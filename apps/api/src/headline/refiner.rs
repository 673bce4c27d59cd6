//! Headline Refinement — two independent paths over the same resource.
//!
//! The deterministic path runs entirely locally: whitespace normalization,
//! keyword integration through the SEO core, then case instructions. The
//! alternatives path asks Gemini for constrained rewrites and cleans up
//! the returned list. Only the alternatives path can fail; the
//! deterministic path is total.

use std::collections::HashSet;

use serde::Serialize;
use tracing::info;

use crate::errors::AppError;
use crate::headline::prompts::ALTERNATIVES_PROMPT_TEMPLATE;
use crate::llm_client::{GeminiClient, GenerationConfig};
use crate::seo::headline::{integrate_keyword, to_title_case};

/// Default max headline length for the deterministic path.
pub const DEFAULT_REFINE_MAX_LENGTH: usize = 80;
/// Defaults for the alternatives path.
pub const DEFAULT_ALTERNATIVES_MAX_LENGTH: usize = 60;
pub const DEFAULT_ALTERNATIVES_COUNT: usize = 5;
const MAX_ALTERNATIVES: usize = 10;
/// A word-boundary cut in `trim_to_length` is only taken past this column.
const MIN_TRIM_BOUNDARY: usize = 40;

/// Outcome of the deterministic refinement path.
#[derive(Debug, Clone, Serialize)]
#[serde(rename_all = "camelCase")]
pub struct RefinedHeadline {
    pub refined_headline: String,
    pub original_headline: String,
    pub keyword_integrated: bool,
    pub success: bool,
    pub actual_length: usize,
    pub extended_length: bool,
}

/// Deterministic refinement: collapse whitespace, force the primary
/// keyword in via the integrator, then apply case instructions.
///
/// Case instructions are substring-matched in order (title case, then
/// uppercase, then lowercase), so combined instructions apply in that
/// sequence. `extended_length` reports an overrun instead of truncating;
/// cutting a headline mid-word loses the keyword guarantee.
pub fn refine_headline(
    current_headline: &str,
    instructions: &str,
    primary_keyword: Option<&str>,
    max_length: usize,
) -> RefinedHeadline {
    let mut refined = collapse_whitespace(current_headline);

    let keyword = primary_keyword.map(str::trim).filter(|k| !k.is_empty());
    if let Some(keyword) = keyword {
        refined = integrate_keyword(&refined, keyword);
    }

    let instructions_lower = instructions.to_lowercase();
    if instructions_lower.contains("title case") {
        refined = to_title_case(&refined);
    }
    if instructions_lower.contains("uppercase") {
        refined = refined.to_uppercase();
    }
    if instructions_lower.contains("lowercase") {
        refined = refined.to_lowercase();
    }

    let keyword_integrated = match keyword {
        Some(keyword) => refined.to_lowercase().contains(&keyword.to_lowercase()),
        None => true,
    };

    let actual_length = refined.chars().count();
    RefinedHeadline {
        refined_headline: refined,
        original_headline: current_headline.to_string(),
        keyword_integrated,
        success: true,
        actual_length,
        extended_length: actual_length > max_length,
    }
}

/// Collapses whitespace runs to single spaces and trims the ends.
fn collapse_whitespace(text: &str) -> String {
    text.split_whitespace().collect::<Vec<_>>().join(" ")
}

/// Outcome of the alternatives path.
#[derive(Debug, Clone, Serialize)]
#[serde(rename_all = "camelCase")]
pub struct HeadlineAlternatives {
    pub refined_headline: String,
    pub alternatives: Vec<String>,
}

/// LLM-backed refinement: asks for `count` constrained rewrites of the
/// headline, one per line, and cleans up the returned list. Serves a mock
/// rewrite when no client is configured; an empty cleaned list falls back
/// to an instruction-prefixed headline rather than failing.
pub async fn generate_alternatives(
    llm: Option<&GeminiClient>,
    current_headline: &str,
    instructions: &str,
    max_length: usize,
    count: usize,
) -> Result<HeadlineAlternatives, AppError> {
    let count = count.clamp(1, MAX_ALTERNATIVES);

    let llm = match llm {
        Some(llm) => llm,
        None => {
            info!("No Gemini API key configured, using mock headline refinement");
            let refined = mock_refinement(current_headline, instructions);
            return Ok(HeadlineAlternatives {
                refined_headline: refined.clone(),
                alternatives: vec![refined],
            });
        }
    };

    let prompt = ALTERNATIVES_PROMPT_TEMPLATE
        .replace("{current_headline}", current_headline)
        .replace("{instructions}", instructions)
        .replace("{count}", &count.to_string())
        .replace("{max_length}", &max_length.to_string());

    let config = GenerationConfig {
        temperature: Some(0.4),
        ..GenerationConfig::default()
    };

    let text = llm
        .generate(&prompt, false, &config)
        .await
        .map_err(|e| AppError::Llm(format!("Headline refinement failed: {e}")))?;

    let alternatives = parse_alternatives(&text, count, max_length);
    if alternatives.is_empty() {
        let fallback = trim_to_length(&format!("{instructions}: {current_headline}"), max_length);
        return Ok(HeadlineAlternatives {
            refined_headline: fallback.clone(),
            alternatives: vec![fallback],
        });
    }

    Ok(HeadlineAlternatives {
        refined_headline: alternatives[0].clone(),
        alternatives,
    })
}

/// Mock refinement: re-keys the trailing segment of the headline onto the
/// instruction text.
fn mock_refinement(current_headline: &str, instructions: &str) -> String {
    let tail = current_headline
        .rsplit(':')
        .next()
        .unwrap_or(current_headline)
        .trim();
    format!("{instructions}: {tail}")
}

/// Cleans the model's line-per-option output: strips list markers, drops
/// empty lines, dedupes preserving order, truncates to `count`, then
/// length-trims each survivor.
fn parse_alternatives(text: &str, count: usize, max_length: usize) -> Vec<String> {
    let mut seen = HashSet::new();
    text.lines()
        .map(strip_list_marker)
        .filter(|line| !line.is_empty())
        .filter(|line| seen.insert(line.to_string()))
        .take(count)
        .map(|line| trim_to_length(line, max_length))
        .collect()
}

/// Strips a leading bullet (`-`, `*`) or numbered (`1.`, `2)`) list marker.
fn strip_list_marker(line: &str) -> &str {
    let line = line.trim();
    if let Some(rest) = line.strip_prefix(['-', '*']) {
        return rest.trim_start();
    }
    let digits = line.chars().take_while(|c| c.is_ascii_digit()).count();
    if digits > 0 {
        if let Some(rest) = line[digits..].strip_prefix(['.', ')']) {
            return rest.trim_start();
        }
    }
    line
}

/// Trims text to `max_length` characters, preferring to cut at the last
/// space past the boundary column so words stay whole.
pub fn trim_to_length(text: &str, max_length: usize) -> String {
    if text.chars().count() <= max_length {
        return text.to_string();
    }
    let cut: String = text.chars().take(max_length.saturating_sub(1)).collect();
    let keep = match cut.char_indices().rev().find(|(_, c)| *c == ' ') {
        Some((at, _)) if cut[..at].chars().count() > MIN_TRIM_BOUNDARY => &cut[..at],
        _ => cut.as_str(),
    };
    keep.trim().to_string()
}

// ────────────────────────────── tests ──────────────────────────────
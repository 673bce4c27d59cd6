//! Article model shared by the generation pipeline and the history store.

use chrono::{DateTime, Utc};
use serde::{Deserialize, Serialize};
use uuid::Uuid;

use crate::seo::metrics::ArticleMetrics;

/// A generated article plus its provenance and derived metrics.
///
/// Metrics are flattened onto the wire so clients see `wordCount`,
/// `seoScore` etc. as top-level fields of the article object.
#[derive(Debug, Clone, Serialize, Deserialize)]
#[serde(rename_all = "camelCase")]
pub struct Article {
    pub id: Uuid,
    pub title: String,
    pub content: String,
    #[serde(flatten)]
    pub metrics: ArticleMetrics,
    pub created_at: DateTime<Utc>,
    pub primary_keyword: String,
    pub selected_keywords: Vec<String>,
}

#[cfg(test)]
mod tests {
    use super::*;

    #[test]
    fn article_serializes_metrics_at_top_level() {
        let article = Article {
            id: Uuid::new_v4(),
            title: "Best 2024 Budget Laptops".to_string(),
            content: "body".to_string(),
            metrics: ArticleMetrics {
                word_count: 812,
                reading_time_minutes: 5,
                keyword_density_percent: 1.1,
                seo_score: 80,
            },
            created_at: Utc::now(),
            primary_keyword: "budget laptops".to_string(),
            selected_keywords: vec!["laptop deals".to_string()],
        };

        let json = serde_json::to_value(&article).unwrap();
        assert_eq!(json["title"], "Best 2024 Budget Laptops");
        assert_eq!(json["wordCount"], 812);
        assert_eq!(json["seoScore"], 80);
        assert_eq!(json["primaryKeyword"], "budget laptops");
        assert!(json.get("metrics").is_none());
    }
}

Problem details.
Review the preceding data and report every line that includes the string "configured".

The answer.
/// rewrite when no client is configured; an empty cleaned list falls back
            info!("No Gemini API key configured, using mock headline refinement");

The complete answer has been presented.